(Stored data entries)
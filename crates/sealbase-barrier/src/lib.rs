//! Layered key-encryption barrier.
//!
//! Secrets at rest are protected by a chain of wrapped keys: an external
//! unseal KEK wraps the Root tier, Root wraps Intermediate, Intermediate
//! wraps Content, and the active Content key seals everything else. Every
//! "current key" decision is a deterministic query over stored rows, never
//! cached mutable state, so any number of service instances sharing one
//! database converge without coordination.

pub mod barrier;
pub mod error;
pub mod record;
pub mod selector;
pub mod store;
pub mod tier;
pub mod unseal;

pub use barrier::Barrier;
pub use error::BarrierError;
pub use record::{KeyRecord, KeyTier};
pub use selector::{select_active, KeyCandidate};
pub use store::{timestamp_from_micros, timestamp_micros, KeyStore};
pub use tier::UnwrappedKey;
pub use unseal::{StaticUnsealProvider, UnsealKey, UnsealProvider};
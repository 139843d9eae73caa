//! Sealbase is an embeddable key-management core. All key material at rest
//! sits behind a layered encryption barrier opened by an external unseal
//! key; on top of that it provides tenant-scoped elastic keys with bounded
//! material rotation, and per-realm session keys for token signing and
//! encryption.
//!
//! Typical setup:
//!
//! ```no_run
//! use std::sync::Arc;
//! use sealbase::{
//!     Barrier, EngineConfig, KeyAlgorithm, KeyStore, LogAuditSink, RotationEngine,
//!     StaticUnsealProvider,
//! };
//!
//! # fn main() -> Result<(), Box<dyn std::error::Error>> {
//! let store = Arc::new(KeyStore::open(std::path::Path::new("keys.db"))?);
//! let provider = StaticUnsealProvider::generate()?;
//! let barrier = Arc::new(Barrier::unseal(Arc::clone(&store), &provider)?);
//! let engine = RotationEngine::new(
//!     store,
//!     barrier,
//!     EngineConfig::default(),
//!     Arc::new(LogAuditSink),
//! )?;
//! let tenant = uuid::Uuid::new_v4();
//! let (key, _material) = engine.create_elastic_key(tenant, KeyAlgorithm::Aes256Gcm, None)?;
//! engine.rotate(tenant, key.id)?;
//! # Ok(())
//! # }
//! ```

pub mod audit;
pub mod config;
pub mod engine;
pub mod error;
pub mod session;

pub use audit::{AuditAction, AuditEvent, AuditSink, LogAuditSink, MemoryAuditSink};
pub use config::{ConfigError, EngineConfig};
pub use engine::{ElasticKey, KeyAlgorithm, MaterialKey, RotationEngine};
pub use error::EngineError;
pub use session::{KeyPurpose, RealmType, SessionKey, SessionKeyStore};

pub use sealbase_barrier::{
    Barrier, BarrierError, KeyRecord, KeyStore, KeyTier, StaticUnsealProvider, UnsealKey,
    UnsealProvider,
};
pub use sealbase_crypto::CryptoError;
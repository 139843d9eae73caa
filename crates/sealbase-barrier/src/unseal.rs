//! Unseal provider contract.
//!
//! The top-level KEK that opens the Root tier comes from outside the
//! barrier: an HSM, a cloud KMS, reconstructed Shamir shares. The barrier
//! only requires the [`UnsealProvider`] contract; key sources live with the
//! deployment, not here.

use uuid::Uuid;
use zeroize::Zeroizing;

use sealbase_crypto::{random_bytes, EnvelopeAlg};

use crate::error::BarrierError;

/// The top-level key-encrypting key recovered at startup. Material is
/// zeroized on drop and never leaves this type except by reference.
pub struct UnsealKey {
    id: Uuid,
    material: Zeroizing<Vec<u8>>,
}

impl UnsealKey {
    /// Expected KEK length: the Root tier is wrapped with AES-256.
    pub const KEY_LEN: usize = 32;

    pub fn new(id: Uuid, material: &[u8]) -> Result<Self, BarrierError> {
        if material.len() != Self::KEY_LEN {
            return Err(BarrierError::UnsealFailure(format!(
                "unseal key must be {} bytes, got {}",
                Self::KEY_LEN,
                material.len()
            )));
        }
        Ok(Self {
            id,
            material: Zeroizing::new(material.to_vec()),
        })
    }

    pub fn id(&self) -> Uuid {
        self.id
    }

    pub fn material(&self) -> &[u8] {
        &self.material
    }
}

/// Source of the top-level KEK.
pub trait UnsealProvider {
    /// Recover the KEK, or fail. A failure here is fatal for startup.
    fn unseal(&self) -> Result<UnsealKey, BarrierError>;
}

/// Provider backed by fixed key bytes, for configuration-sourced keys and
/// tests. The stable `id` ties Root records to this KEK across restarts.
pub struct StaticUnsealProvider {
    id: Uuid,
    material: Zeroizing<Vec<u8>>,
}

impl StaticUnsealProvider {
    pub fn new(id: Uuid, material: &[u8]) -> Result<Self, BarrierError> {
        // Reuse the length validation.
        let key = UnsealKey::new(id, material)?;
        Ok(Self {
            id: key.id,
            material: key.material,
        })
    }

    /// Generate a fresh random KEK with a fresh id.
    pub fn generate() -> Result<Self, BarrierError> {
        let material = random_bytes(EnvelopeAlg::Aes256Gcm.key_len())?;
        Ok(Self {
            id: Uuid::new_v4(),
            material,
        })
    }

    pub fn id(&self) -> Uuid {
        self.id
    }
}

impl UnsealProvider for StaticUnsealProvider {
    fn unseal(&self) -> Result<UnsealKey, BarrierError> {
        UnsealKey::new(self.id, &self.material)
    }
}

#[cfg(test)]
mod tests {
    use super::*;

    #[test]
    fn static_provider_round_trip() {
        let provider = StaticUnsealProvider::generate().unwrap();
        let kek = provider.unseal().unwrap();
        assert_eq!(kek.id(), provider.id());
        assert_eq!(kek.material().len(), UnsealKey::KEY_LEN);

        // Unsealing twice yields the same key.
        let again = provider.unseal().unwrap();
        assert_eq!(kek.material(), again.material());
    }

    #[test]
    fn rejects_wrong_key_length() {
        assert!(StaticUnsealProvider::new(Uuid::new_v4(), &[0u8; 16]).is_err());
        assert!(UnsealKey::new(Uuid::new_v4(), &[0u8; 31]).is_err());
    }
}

_ACTIVITY_
Which of the lines above hold the string "BarrierError"? Pick each of them out.

_RESULT OF THE EXERCISE_
pub use error::BarrierError;
    Barrier, BarrierError, KeyRecord, KeyStore, KeyTier, StaticUnsealProvider, UnsealKey,
use crate::error::BarrierError;
    pub fn new(id: Uuid, material: &[u8]) -> Result<Self, BarrierError> {
            return Err(BarrierError::UnsealFailure(format!(
    fn unseal(&self) -> Result<UnsealKey, BarrierError>;
    pub fn new(id: Uuid, material: &[u8]) -> Result<Self, BarrierError> {
    pub fn generate() -> Result<Self, BarrierError> {
    fn unseal(&self) -> Result<UnsealKey, BarrierError> {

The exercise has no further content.